In the first post in a three-part series, Greg Yeric, Arm Research Fellow, shares his thoughts on three-dimensional integrated circuits and the potential impact of this technology across a variety of areas.
You may have become numb to the constant mentions of 3D integrated circuits these days, but there is exciting potential for our industry here. In this three-part blog, I will focus on three distinct 'dimensions' of this potential, which roughly correspond to: today, the near future, and farther out into the future.
We’ll need a bit of level-setting, with a common nomenclature. For that, I’m going to follow the terms published by Eric Beyne of IMEC, in Figure 1 below. As you move from left to right in this figure, “what is stacked” (or “partitioned”) becomes finer, with assumed advances in 3DIC interconnect density. All technologies in production today fall into the left-most 3D-SIC “Stacked IC” category, which I'll cover in this part. In parts II and III, we'll move along toward the right to talk about the potential for the future with 3D-SOC and 3D-IC.
Figure 1: Overview and taxonomy of evolution from 3D-SIC to 3D-IC. From: Eric Bayne, “The 3-D Interconnect Technology Landscape”, IEEE Design and Test, May/June 2016, pp. 8-20 (reproduced with permission)
3D Stacked IC includes a variety of technologies, but they all utilize semiconductor technology in some way that improves die-to-die interconnect beyond what conventional packaging can provide. This definition of 3D-SIC helps us differentiate older Multi-Chip Module (MCM) technologies, which have been with us for decades, from modern 3D-SIC technologies.
These 'modern MCM' embodiments achieve much higher interconnect densities with the use of a defining technology, the Through Silicon Via (TSV). While the concept of TSV has been around since before Moore’s Law, the actual term wasn’t coined until 2000 - about the time that semiconductor applications such as DRAM and CMOS Image Sensors (CIS) were driving key technologies which were enabling for practical TSV, including the etching and filling of high aspect ratio holes as well as wafer thinning and precision die-to-wafer or wafer-to-wafer alignment.
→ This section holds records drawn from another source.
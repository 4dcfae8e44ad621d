//! The four pipeline stages
//!
//! 1. [`CorpusAnalyzer`] - topics, keywords and sentiment of past texts
//! 2. [`DraftAnalyzer`] - weak spans, readability, baseline suggestions
//! 3. [`Refiner`] - model-refined suggestions, baseline as fallback
//! 4. [`Scorer`] - weighted quality score
//!
//! Each stage is a pure function of the state it is given. Calling `run`
//! twice with the same state does the same work twice.

use super::state::{PipelineState, StateDelta, StateKey};
use crate::ai::{CompletionProvider, RefinePromptBuilder};
use crate::models::{Sentiment, Suggestion, SuggestionItem};
use crate::nlp::TextMetrics;
use crate::scoring::{DraftScorer, ScoreWeights};
use anyhow::Result;
use rayon::prelude::*;
use std::sync::Arc;
use tracing::{debug, info};

/// Rationale given to suggestions taken straight from the corpus
pub const BASELINE_WHY: &str = "common in past corpus";

/// One step of the pipeline
pub trait Stage: Send + Sync {
    fn name(&self) -> &'static str;

    /// Keys the stage looks at
    fn reads(&self) -> &'static [StateKey];

    /// Keys the stage's delta may set
    fn writes(&self) -> &'static [StateKey];

    fn run(&self, state: &PipelineState) -> Result<StateDelta>;
}

pub struct CorpusAnalyzer {
    metrics: Arc<dyn TextMetrics>,
    top_k: usize,
}

impl CorpusAnalyzer {
    pub fn new(metrics: Arc<dyn TextMetrics>, top_k: usize) -> Self {
        Self { metrics, top_k }
    }
}

impl Stage for CorpusAnalyzer {
    fn name(&self) -> &'static str {
        "analyze_past"
    }

    fn reads(&self) -> &'static [StateKey] {
        &[StateKey::PastTexts]
    }

    fn writes(&self) -> &'static [StateKey] {
        &[
            StateKey::CorpusTopics,
            StateKey::CorpusKeywords,
            StateKey::CorpusSentiment,
        ]
    }

    fn run(&self, state: &PipelineState) -> Result<StateDelta> {
        let texts = &state.past_texts;
        let terms = self.metrics.extract_terms(texts, self.top_k);

        let per_text: Vec<Sentiment> = texts
            .par_iter()
            .map(|t| self.metrics.sentiment(t))
            .collect();
        let sentiment = Sentiment::average(&per_text);

        debug!(
            "Corpus: {} texts, {} topics, sentiment {:?}",
            texts.len(),
            terms.topics.len(),
            sentiment
        );

        Ok(StateDelta {
            corpus_topics: Some(terms.topics),
            corpus_keywords: Some(terms.keywords),
            corpus_sentiment: Some(sentiment),
            ..Default::default()
        })
    }
}

pub struct DraftAnalyzer {
    metrics: Arc<dyn TextMetrics>,
    baseline_count: usize,
}

impl DraftAnalyzer {
    pub fn new(metrics: Arc<dyn TextMetrics>, baseline_count: usize) -> Self {
        Self {
            metrics,
            baseline_count,
        }
    }
}

impl Stage for DraftAnalyzer {
    fn name(&self) -> &'static str {
        "analyze_draft"
    }

    fn reads(&self) -> &'static [StateKey] {
        &[StateKey::Draft, StateKey::CorpusKeywords]
    }

    fn writes(&self) -> &'static [StateKey] {
        &[
            StateKey::WeakSections,
            StateKey::Readability,
            StateKey::BaselineSuggestions,
        ]
    }

    fn run(&self, state: &PipelineState) -> Result<StateDelta> {
        let weak = self.metrics.weak_spans(&state.draft);
        let readability = self.metrics.readability(&state.draft);
        let baseline: Vec<Suggestion> = state
            .corpus_keywords()
            .iter()
            .take(self.baseline_count)
            .enumerate()
            .map(|(i, kw)| Suggestion {
                phrase: kw.clone(),
                rank: i + 1,
                why: BASELINE_WHY.to_string(),
            })
            .collect();

        debug!(
            "Draft: {} weak spans, readability {:.2}, {} baseline suggestions",
            weak.len(),
            readability,
            baseline.len()
        );

        Ok(StateDelta {
            weak_sections: Some(weak),
            readability: Some(readability),
            baseline_suggestions: Some(baseline),
            ..Default::default()
        })
    }
}

pub struct Refiner {
    completion: Arc<dyn CompletionProvider>,
}

impl Refiner {
    pub fn new(completion: Arc<dyn CompletionProvider>) -> Self {
        Self { completion }
    }
}

impl Stage for Refiner {
    fn name(&self) -> &'static str {
        "llm_refine"
    }

    fn reads(&self) -> &'static [StateKey] {
        &[
            StateKey::Draft,
            StateKey::CorpusTopics,
            StateKey::UserProfile,
            StateKey::BaselineSuggestions,
        ]
    }

    fn writes(&self) -> &'static [StateKey] {
        &[StateKey::RefinedSuggestions, StateKey::LlmTokenUsage]
    }

    fn run(&self, state: &PipelineState) -> Result<StateDelta> {
        let baseline = state.baseline_suggestions();
        let prompt = RefinePromptBuilder::new(state.draft.as_str())
            .topics(state.corpus_topics())
            .baseline(baseline)
            .profile(&state.user_profile)
            .build();

        let completion = self.completion.complete_structured(&prompt)?;

        let refined: Vec<Suggestion> =
            SuggestionItem::parse_list(completion.parsed.get("suggestions"))
                .into_iter()
                .enumerate()
                .map(|(i, item)| item.resolve(i))
                .collect();

        let suggestions = if refined.is_empty() {
            debug!(
                "No refined suggestions (live: {}), using {} baseline suggestions",
                self.completion.is_live(),
                baseline.len()
            );
            baseline.to_vec()
        } else {
            refined
        };

        Ok(StateDelta {
            refined_suggestions: Some(suggestions),
            llm_token_usage: Some(completion.usage),
            ..Default::default()
        })
    }
}

pub struct Scorer {
    metrics: Arc<dyn TextMetrics>,
    weights: ScoreWeights,
}

impl Scorer {
    pub fn new(metrics: Arc<dyn TextMetrics>, weights: ScoreWeights) -> Self {
        Self { metrics, weights }
    }
}

impl Stage for Scorer {
    fn name(&self) -> &'static str {
        "score"
    }

    fn reads(&self) -> &'static [StateKey] {
        &[
            StateKey::Draft,
            StateKey::RefinedSuggestions,
            StateKey::UserProfile,
        ]
    }

    fn writes(&self) -> &'static [StateKey] {
        &[StateKey::Scores]
    }

    fn run(&self, state: &PipelineState) -> Result<StateDelta> {
        let phrases: Vec<String> = state
            .refined_suggestions()
            .iter()
            .map(|s| s.phrase.clone())
            .collect();
        let scores = DraftScorer::new(self.metrics.as_ref(), &self.weights).calculate(
            &state.draft,
            &phrases,
            &state.user_profile,
        );

        info!(
            "Draft score: {} (relevance {:.1}, readability {:.1}, alignment {:.1})",
            scores.final_score,
            scores.keyword_relevance,
            scores.readability_norm,
            scores.profile_alignment
        );

        Ok(StateDelta {
            scores: Some(scores),
            ..Default::default()
        })
    }
}
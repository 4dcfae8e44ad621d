//! Configuration module for draftscope
//!
//! This module handles:
//! - User-level configuration (~/.config/draftscope/config.toml)
//! - Environment overrides for credentials and model selection
//! - Conversion into the explicit settings the pipeline and the
//!   completion client are constructed with

mod user_config;

pub use user_config::{AiSection, PipelineSection, UserConfig};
Then, around 2011, 3D-SIC started to really take off.
Figure 2: Virtex-7 2000T with 3D packaging
That year, Xilinx brought 3D packaging into its Virtex products. The packaging technology they used was not truly 3-dimensional in that die were not stacked on top of one another, but a technology where 28nm die were placed side by side on an “interposer” built from a 65nm wafer with some “large by wafer but small by packaging standards” RDL wiring layers (Figure 2). An interposer utilizes the RDL along with TSV to transition from a high-density chip-level interconnect to the package level interconnect density. In this case, the interposer provided Xilinx 100x the die-to-die bandwidth per watt and one-fifth the latency as compared to connecting 4 discrete die together in conventional packaging and associated board-level interconnect. This so-called “2.5D” interposer method provided a significant benefit while avoiding the much more complicated design and manufacturing issues that would have been involved with driving TSVs through tiers of chips in “real” 3D-SIC.
Fully 3D-SIC was pioneered a few years later in a controlled design environment: stacked DRAM. Existing memory interfaces were becoming hamstrung by traditional packaging interconnect density, eventually pushing to the limits of packaged pin count and frequency, with some DDR5 proposals running 512-channels at 1.7GHz, which resulted in an untenable power/performance roadmap. By stacking DRAM slices in true 3D form, and utilizing TSV technology to enable a much “wider” I/O, Micron (Hybrid Memory Cube, 2013) and Hynix (High-Bandwidth Memory, 2015) began shipping products that could vastly out-perform the conventional packaging’s access to DRAM (see comparison in Figure 3).
Figure 3: Comparison of conventional and 3D-SIC style DRAM products (Based on: http://www.amd.com/Documents/High-Bandwidth-Memory-HBM.pdf)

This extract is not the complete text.